Big Data Essentials

The Big Four Vs

  • Volume: Extremely large volumes of data
  • Variety: Various forms of data ie structured, semi-structured, unstructured
  • Velocity: Real time, batch, streams of data
  • Veracity or Variability: Inconsistent, sometimes inaccurate, varying data

Why is it important?

  • Value is only given when data is analyzed to provide insights.
  • Helps businesses in smart decision making causing cost reduction and time reduction.
  • Used in Healthcare to fight diseases and improve preventive care.

Big Data Sources

  1. Social media
  2. Machine-generated data
  3. Business transactions
  4. IOT
  5. Sensors


  • Structured: Data has a defined length and format. Examples include words, dates. This data is easy to store (normally SQL) and analyze.
  • Semi-Structured: Does not conform to a specific format but is self-describing (simple key-value pairs). Examples are EDI, SWIFT and XML.
  • Unstructured: Data with no specific format.
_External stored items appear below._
// SPDX-License-Identifier: MPL-2.0
// This Source Code Form is subject to the terms of the Mozilla Public
// License, v. 2.0. If a copy of the MPL was not distributed with this
// file, You can obtain one at https://mozilla.org/MPL/2.0/.

//! Temporary cloud session.

use std::fmt;

use chrono::{DateTime, Utc};

/// Temporary credential bundle authorizing device operations.
///
/// A session is immutable. Once it expires the broker drops it and builds a
/// new one, it is never patched in place.
#[derive(Clone, PartialEq, Eq)]
pub struct Session {
    region: String,
    identity_id: String,
    access_key: String,
    secret_key: String,
    session_token: String,
    expiration_time: Option<DateTime<Utc>>,
}

impl Session {
    /// Creates a session from temporary credentials.
    #[must_use]
    pub fn new(
        region: impl Into<String>,
        identity_id: impl Into<String>,
        access_key: impl Into<String>,
        secret_key: impl Into<String>,
        session_token: impl Into<String>,
        expiration_time: Option<DateTime<Utc>>,
    ) -> Self {
        Self {
            region: region.into(),
            identity_id: identity_id.into(),
            access_key: access_key.into(),
            secret_key: secret_key.into(),
            session_token: session_token.into(),
            expiration_time,
        }
    }

    /// Cloud region the account lives in.
    #[must_use]
    pub fn region(&self) -> &str {
        &self.region
    }

    /// Federated identity id issued by the vendor.
    #[must_use]
    pub fn identity_id(&self) -> &str {
        &self.identity_id
    }

    /// Expiration of the temporary credentials, if known.
    #[must_use]
    pub fn expiration_time(&self) -> Option<DateTime<Utc>> {
        self.expiration_time
    }

    /// Returns `true` when the session can be used at `now`.
    ///
    /// A session without expiration never expires.
    #[must_use]
    pub fn is_valid_at(&self, now: DateTime<Utc>) -> bool {
        self.expiration_time.is_none_or(|exp| exp > now)
    }

    /// Returns `true` when the session can be used right now.
    #[must_use]
    pub fn is_valid(&self) -> bool {
        self.is_valid_at(Utc::now())
    }

    pub(crate) fn access_key(&self) -> &str {
        &self.access_key
    }

    pub(crate) fn secret_key(&self) -> &str {
        &self.secret_key
    }

    pub(crate) fn session_token(&self) -> &str {
        &self.session_token
    }
}

impl fmt::Debug for Session {
    fn fmt(&self, f: &mut fmt::Formatter<'_>) -> fmt::Result {
        f.debug_struct("Session")
            .field("region", &self.region)
            .field("identity_id", &self.identity_id)
            .field("access_key", &self.access_key)
            .field("expiration_time", &self.expiration_time)
            .finish_non_exhaustive()
    }
}

#[cfg(test)]
mod tests {
    use chrono::TimeDelta;

    use super::*;

    fn session(expiration_time: Option<DateTime<Utc>>) -> Session {
        Session::new("eu-central-1", "id", "AKID", "secret", "token", expiration_time)
    }

    #[test]
    fn session_without_expiration_is_valid() {
        assert!(session(None).is_valid());
    }

    #[test]
    fn session_valid_before_expiration() {
        let now = Utc::now();
        let s = session(Some(now + TimeDelta::minutes(5)));
        assert!(s.is_valid_at(now));
    }

    #[test]
    fn session_invalid_at_and_after_expiration() {
        let now = Utc::now();
        let s = session(Some(now));
        assert!(!s.is_valid_at(now));
        assert!(!s.is_valid_at(now + TimeDelta::seconds(1)));
    }

    #[test]
    fn debug_hides_secrets() {
        let debug = format!("{:?}", session(None));
        assert!(!debug.contains("secret"));
        assert!(!debug.contains("token"));
    }
}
This includes audio, images, text messaged etc.

Analytics in Big Data

  • Basics: Reporting, dashboards, simple viz, slicing and dicing.
  • Advanced: Complex models using ML, stats, text analytics, neural networks, data mining.
  • Operationalized: Embed big data analytics in a business process to streamline and increase efficiency.
  • Analytics for business decisions: Implemented for better decision-making that drives the revenue.